The purpose of this assignment is to deepen your understanding of reactive I/O, OO event demultiplexing, and Active Objects in the context of the ACE C++ toolkit. In this assignment, we will write a simple WWW server. In brackets are some hints about what kinds of ACE classes you might want to look up to do these (see ACE HTML manual pages and ACE tutorial reference for additional details).

In addition to the ACE C++ socket wrappers, the components that you must use for this assignment are the ACE ACE_Reactor and ACE_Acceptor.


WWW Server

The concurrent multi-threaded server program should do the following activities:

  1. Create an Internet domain ``passive-mode'' stream socket on a port number specified on the command line [ACE_Acceptor,ACE_Svc_Handler,ACE_SOCK_Acceptor] and wait in the main thread for connections to arrive from clients.

  2. When a client request arrives, the handle_input method of the ACE_Acceptor will automatically accept the connection and call the open method of HTTP_Handler, which is a subclass of ACE_Svc_Handler that you use defined.
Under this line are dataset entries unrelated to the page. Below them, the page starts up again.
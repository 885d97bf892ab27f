// ctfbot Discord adapter
//
// Decision: Discord is reached over plain REST (v10) and the HTTP
//           interactions endpoint; no gateway connection is kept
// Decision: Discord ids travel as strings on the wire and as Snowflake inside
// Decision: Rendering of timestamps (`<t:..>`) happens here, not in core

pub mod commands;
pub mod markup;
pub mod model;
pub mod rest;
pub mod verify;

pub use commands::{command_definitions, CommandName};
pub use markup::{timestamp, user_mention};
pub use model::{
    ApplicationCommand, Channel, CommandData, CommandOption, Embed, EmbedField, Interaction,
    InteractionKind, InteractionResponse, RegisteredCommand, ResponseData, User, EPHEMERAL,
};
pub use rest::{DiscordRest, DEFAULT_API_BASE_URL};
pub use verify::{InteractionVerifier, VerifyError};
The open method is a hook that you fill in to activate your service handler once the connection has been established.

    There are a number of ways to implement the open hook function. One way is to turn the newly connected service handler into an Active Object (using the activate method inherited from ACE_Task), when then carries out the client request in the service handler's svc hook, which you must write. Another way is to use reactive I/O via the ACE_Reactor. I want you to use the hybrid scheme that we discussed in class, whereby there's a Reactor on the bottom and an Active Object containing a thread pool on the top. See the class notes for more details on this.

  3. When a client request arrives, the ACE_Reactor will call back to the handle_input method of the HTTP_Handler, which will read the HTTP GET request, such as:
    
    GET /index.html HTTP/1.0\n\n
    
    Make sure that your HTTP_Handler is intelligent about not getting hung indefinitely on blocking send and recv calls. I recommend using the ACE_SOCK_Stream timed I/O calls.

  4. One the request is completely received, encapsulate it into an ACE_Message_Block and put it to the ACE_Task, where it will be stored in the ACE_Message_Queue and subsequently removed and processed by a thread in the thread pool. Once it's in a thread, open the file in your local .www-docs [ACE_FILE_Connector,ACE_OS::access(2)], send the contents back to the client, and close the socket. For this assignment, assume that the client is requesting a file, rather than a directory listing.

  5. The server should not exit unless you explicitly kill it via a signal (e.g., SIGINT). You should add a signal handler (using either the ACE_Reactor signal interface or the ACE_Sig_Action interface) that performs any termination code necessary to gracefully shutdown the server upon receipt of a signal. It is hard to come up with a completely portable scheme for handling signals and shutting down tasks in multi-threaded programs. For this assignment, you can simply exit the server, which will close down all the open sockets. We'll cover more portable and robust mechanisms for closing down the server later in the course.


Comments

I strongly encourage you to produce reusable C++ components based on the code you write. We will reuse these components throughout the course.